Madrid, 8 de mayo de 1915
Las sabanas de seda no impidieron que Diego Rivera pasara toda la noche agitado. Se había acostado muy pronto, pero cuando miró el reloj apenas habían pasado un par de horas. Se dirigió a la ventana y observó la ciudad desierta. Madrid era más pequeña que París, pero conservaba algo que atraía a Diego, la sencillez rural de sus calles y habitantes. México era igual. Una mezcla de belleza, pobreza y vida en efervescencia.
Se dirigió a la mesa y sacó una de sus cuartillas, pensó que pintando podría recuperar algo de calma, pero no logró realizar más que un par de trazos y con la cabeza agachada dejó que su mente vagara de una idea a otra.
Huerta parecía menos temible sin el trono presidencial y la corte de matones que lo acompañaban a todas partes. Algunos contaban que en su huida de México en un acorazado alemán se había llevado una cantidad fabulosa de dinero, joyas y oro. Aquel mestizo era un tipo ladino y tramposo, uno no podía fiarse de su sonrisa sucia ni de sus ojos aguados por la edad.
Alfonso Reyes Ochoa esperaba demasiado de un pintor, un artista. Él amaba la revolución, quería servirle de embajador cultural, pero era otra cosa era llevar pistola y espiar a un tipo como Huerta. Había gente preparada para hacer ese tipo de cosas.

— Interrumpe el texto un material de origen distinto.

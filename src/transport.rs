//! Outbound transport abstraction.
//!
//! Handlers, the progress indicator and delivery code talk to the chat
//! transport through the [`Transport`] capability trait instead of a
//! global bot client, so the whole pipeline runs against a fake
//! transport in tests.

use anyhow::Result;
use async_trait::async_trait;
use teloxide::prelude::*;
use teloxide::types::{ChatId, InputFile, MessageId, ParseMode};
use tracing::debug;

/// Capability set required by the pipeline: send, edit, delete, photo.
#[async_trait]
pub trait Transport: Send + Sync {
    /// Send a text message; returns the id needed for later edit/delete.
    async fn send_message(
        &self,
        chat_id: ChatId,
        text: &str,
        parse_mode: Option<ParseMode>,
    ) -> Result<MessageId>;

    /// Replace the text of a previously sent message.
    async fn edit_message(
        &self,
        chat_id: ChatId,
        message_id: MessageId,
        text: &str,
        parse_mode: Option<ParseMode>,
    ) -> Result<()>;

    /// Delete a previously sent message.
    async fn delete_message(&self, chat_id: ChatId, message_id: MessageId) -> Result<()>;

    /// Send a PNG image with a caption.
    async fn send_photo(&self, chat_id: ChatId, png: Vec<u8>, caption: &str) -> Result<()>;
}

/// Edit a message, swallowing the errors that are expected during
/// progress animation (placeholder already replaced or removed, text
/// unchanged). Returns whether the edit went through.
pub async fn edit_message_safe(
    transport: &dyn Transport,
    chat_id: ChatId,
    message_id: MessageId,
    text: &str,
) -> bool {
    match transport.edit_message(chat_id, message_id, text, None).await {
        Ok(()) => true,
        Err(e) => {
            debug!("Message edit skipped: {e}");
            false
        }
    }
}

/// [`Transport`] implementation over the Telegram Bot API.
pub struct TelegramTransport {
    bot: Bot,
}

impl TelegramTransport {
    /// Wrap a teloxide bot client.
    #[must_use]
    pub fn new(bot: Bot) -> Self {
        Self { bot }
    }
}

#[async_trait]
impl Transport for TelegramTransport {
    async fn send_message(
        &self,
        chat_id: ChatId,
        text: &str,
        parse_mode: Option<ParseMode>,
    ) -> Result<MessageId> {
        let mut req = self.bot.send_message(chat_id, text);
        if let Some(pm) = parse_mode {
            req = req.parse_mode(pm);
        }
        let msg = req
            .await
            .map_err(|e| anyhow::anyhow!("Telegram send error: {e}"))?;
        Ok(msg.id)
    }

    async fn edit_message(
        &self,
        chat_id: ChatId,
        message_id: MessageId,
        text: &str,
        parse_mode: Option<ParseMode>,
    ) -> Result<()> {
        let mut req = self.bot.edit_message_text(chat_id, message_id, text);
        if let Some(pm) = parse_mode {
            req = req.parse_mode(pm);
        }
        req.await
            .map_err(|e| anyhow::anyhow!("Telegram edit error: {e}"))?;
        Ok(())
    }

    async fn delete_message(&self, chat_id: ChatId, message_id: MessageId) -> Result<()> {
        self.bot
            .delete_message(chat_id, message_id)
            .await
            .map_err(|e| anyhow::anyhow!("Telegram delete error: {e}"))?;
        Ok(())
    }

    async fn send_photo(&self, chat_id: ChatId, png: Vec<u8>, caption: &str) -> Result<()> {
        self.bot
            .send_photo(chat_id, InputFile::memory(png))
            .caption(caption)
            .parse_mode(ParseMode::Html)
            .await
            .map_err(|e| anyhow::anyhow!("Telegram photo error: {e}"))?;
        Ok(())
    }
}
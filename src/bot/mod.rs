//! Telegram front end: inbound message handling and delivery.

mod handlers;

pub use handlers::{handle_message, SessionContext};
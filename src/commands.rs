//! Command routing.
//!
//! Incoming text is matched against a fixed, ordered table of commands
//! (first match wins, keywords case-sensitive). Argument extraction is
//! total: malformed input yields the command's literal usage message and
//! never reaches the remote-calling handler body.

use lazy_regex::{lazy_regex, Lazy};
use regex::Regex;

/// EVM-style address: 0x followed by hex digits.
static RE_ADDRESS: Lazy<Regex> = lazy_regex!(r"^0x[a-fA-F0-9]+$");
/// Chain keyword: a single alphanumeric word.
static RE_CHAIN: Lazy<Regex> = lazy_regex!(r"^\w+$");

const EXAMPLE_TOKEN: &str = "0x603c7f932ed1fc6575303d8fb018fdcbb0f39a95";
const EXAMPLE_WALLET: &str = "0x26fcbd3afebbe28d0a8684f790c48368d21665b5";

/// A parsed command with typed arguments.
#[derive(Debug, Clone, PartialEq, Eq)]
pub enum Command {
    /// `/start`
    Start,
    /// `/help`
    Help,
    /// `/time`
    Time,
    /// `/echo <text>`
    Echo {
        /// Text to echo back
        text: String,
    },
    /// `/token <token_address>`: token detail card
    TokenDetail {
        /// Token contract address
        token: String,
    },
    /// `/map <chain> <token_address>`: full analytics
    Analytics {
        /// Chain keyword (eth, bsc, ...)
        chain: String,
        /// Token contract address
        token: String,
    },
    /// `/score <chain> <token_address>`: decentralization score
    Score {
        /// Chain keyword
        chain: String,
        /// Token contract address
        token: String,
    },
    /// `/holders <chain> <token_address>`: top holders
    Holders {
        /// Chain keyword
        chain: String,
        /// Token contract address
        token: String,
    },
    /// `/screenshot <chain> <token_address>`: bubble map screenshot
    Screenshot {
        /// Chain keyword
        chain: String,
        /// Token contract address
        token: String,
    },
    /// `/chart <token_address>`: price/volume chart and trend analysis
    PriceChart {
        /// Token contract address
        token: String,
    },
    /// `/balances <wallet_address>`: wallet token balances
    WalletBalances {
        /// Wallet address
        wallet: String,
    },
    /// `/pnl <wallet_address>`: wallet profit and loss
    WalletPnl {
        /// Wallet address
        wallet: String,
    },
}

/// Routing verdict for one inbound text payload.
#[derive(Debug, Clone, PartialEq, Eq)]
pub enum Route {
    /// A registered command with well-formed arguments.
    Command(Command),
    /// A registered keyword with missing/malformed arguments; carries the
    /// usage message to send. No remote calls are made.
    Invalid {
        /// Deterministic usage message with a worked example
        usage: String,
    },
    /// `/`-prefixed input matching no registered keyword.
    Unknown,
    /// Plain text, not command-like.
    PlainText,
}

type Extractor = fn(&str) -> Result<Command, String>;

/// One row of the command table: keyword plus total argument extractor.
struct CommandSpec {
    keyword: &'static str,
    extract: Extractor,
}

/// Registration-ordered command table; searched top to bottom, first
/// match wins.
static COMMAND_TABLE: &[CommandSpec] = &[
    CommandSpec {
        keyword: "/start",
        extract: |_| Ok(Command::Start),
    },
    CommandSpec {
        keyword: "/help",
        extract: |_| Ok(Command::Help),
    },
    CommandSpec {
        keyword: "/time",
        extract: |_| Ok(Command::Time),
    },
    CommandSpec {
        keyword: "/echo",
        extract: |args| {
            if args.is_empty() {
                Err("Nothing to echo!".to_string())
            } else {
                Ok(Command::Echo {
                    text: args.to_string(),
                })
            }
        },
    },
    CommandSpec {
        keyword: "/token",
        extract: |args| {
            let token = extract_address(args, "/token", EXAMPLE_TOKEN)?;
            Ok(Command::TokenDetail { token })
        },
    },
    CommandSpec {
        keyword: "/map",
        extract: |args| {
            let (chain, token) = extract_chain_token(args, "/map")?;
            Ok(Command::Analytics { chain, token })
        },
    },
    CommandSpec {
        keyword: "/score",
        extract: |args| {
            let (chain, token) = extract_chain_token(args, "/score")?;
            Ok(Command::Score { chain, token })
        },
    },
    CommandSpec {
        keyword: "/holders",
        extract: |args| {
            let (chain, token) = extract_chain_token(args, "/holders")?;
            Ok(Command::Holders { chain, token })
        },
    },
    CommandSpec {
        keyword: "/screenshot",
        extract: |args| {
            let (chain, token) = extract_chain_token(args, "/screenshot")?;
            Ok(Command::Screenshot { chain, token })
        },
    },
    CommandSpec {
        keyword: "/chart",
        extract: |args| {
            let token = extract_address(args, "/chart", EXAMPLE_TOKEN)?;
            Ok(Command::PriceChart { token })
        },
    },
    CommandSpec {
        keyword: "/balances",
        extract: |args| {
            let wallet = extract_address(args, "/balances", EXAMPLE_WALLET)?;
            Ok(Command::WalletBalances { wallet })
        },
    },
    CommandSpec {
        keyword: "/pnl",
        extract: |args| {
            let wallet = extract_address(args, "/pnl", EXAMPLE_WALLET)?;
            Ok(Command::WalletPnl { wallet })
        },
    },
];

fn usage_chain_token(keyword: &str) -> String {
    format!("Please provide both chain and token address. Example: {keyword} bsc {EXAMPLE_TOKEN}")
}

fn usage_address(keyword: &str, example: &str) -> String {
    format!("Please provide an address. Example: {keyword} {example}")
}

/// `<chain> <token_address>`, space-delimited, chain lowercased.
fn extract_chain_token(args: &str, keyword: &str) -> Result<(String, String), String> {
    let mut parts = args.split_whitespace();
    let (Some(chain), Some(token)) = (parts.next(), parts.next()) else {
        return Err(usage_chain_token(keyword));
    };
    if !RE_CHAIN.is_match(chain) || !RE_ADDRESS.is_match(token) {
        return Err(usage_chain_token(keyword));
    }
    Ok((chain.to_lowercase(), token.to_string()))
}

/// A single `0x...` address argument.
fn extract_address(args: &str, keyword: &str, example: &str) -> Result<String, String> {
    let mut parts = args.split_whitespace();
    let Some(address) = parts.next() else {
        return Err(usage_address(keyword, example));
    };
    if !RE_ADDRESS.is_match(address) {
        return Err(usage_address(keyword, example));
    }
    Ok(address.to_string())
}

/// Classify one inbound text payload against the command table.
#[must_use]
pub fn route(text: &str) -> Route {
    let text = text.trim();
    if !text.starts_with('/') {
        return Route::PlainText;
    }

    let (keyword, args) = match text.find(char::is_whitespace) {
        Some(pos) => (&text[..pos], text[pos..].trim_start()),
        None => (text, ""),
    };
    // Group-chat form: /map@SomeBot bsc 0x...
    let keyword = keyword.split('@').next().unwrap_or(keyword);

    for spec in COMMAND_TABLE {
        if spec.keyword == keyword {
            return match (spec.extract)(args) {
                Ok(command) => Route::Command(command),
                Err(usage) => Route::Invalid { usage },
            };
        }
    }
    Route::Unknown
}

#[cfg(test)]
mod tests {
    use super::*;

    #[test]
    fn plain_text_is_not_a_command() {
        assert_eq!(route("hello there"), Route::PlainText);
    }

    #[test]
    fn unknown_slash_input_is_rejected() {
        assert_eq!(route("/frobnicate 123"), Route::Unknown);
    }

    #[test]
    fn keywords_are_case_sensitive() {
        assert_eq!(route("/MAP bsc 0xabc123"), Route::Unknown);
    }

    #[test]
    fn map_without_args_yields_literal_usage() {
        let Route::Invalid { usage } = route("/map") else {
            panic!("expected usage message");
        };
        assert_eq!(
            usage,
            "Please provide both chain and token address. \
             Example: /map bsc 0x603c7f932ed1fc6575303d8fb018fdcbb0f39a95"
        );
    }

    #[test]
    fn map_with_malformed_address_yields_usage() {
        assert!(matches!(route("/map bsc deadbeef"), Route::Invalid { .. }));
    }

    #[test]
    fn map_extracts_lowercased_chain_and_token() {
        assert_eq!(
            route("/map   BSC 0x603C7f932ed1fc6575303d8fb018fdcbb0f39a95"),
            Route::Command(Command::Analytics {
                chain: "bsc".to_string(),
                token: "0x603C7f932ed1fc6575303d8fb018fdcbb0f39a95".to_string(),
            })
        );
    }

    #[test]
    fn bot_suffix_is_stripped() {
        assert_eq!(route("/help@BubblemapBot"), Route::Command(Command::Help));
    }

    #[test]
    fn echo_requires_text() {
        assert_eq!(
            route("/echo"),
            Route::Invalid {
                usage: "Nothing to echo!".to_string()
            }
        );
        assert_eq!(
            route("/echo hi there"),
            Route::Command(Command::Echo {
                text: "hi there".to_string()
            })
        );
    }

    #[test]
    fn single_address_commands_extract() {
        assert!(matches!(
            route("/chart 0x603c7f932ed1fc6575303d8fb018fdcbb0f39a95"),
            Route::Command(Command::PriceChart { .. })
        ));
        assert!(matches!(
            route("/pnl 0x26fcbd3afebbe28d0a8684f790c48368d21665b5"),
            Route::Command(Command::WalletPnl { .. })
        ));
        assert!(matches!(route("/balances"), Route::Invalid { .. }));
    }
}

Era cierto lo que decía Alfonso; Huerta no se fiaría de un fulano que se acercara a él en una estación de tren o en un hotel, pero él era amigo de la familia de su esposa, no se había decantado públicamente por Carranza y lo único que le pedían era que tuviera los ojos y los oídos bien abiertos. Por otro lado, aquello lo entusiasmaba, lo que para un artista era toda una ventaja. Los pintores, escritores y poetas necesitaban emociones fuertes, sus obras eran el fruto de frustraciones, desamores, dudas y dolor. El miedo, la angustia ante la muerte y el peligro parecían alicientes suficientemente fuertes para romper la desidia en la que había caído en las últimas semanas.
Sintió un escalofrío, decidió meterse de nuevo entre las sábanas y pintar en su cabeza un cuadro mientras el sueño pincelaba las imágenes hasta difuminarlas en decenas de colores vivos.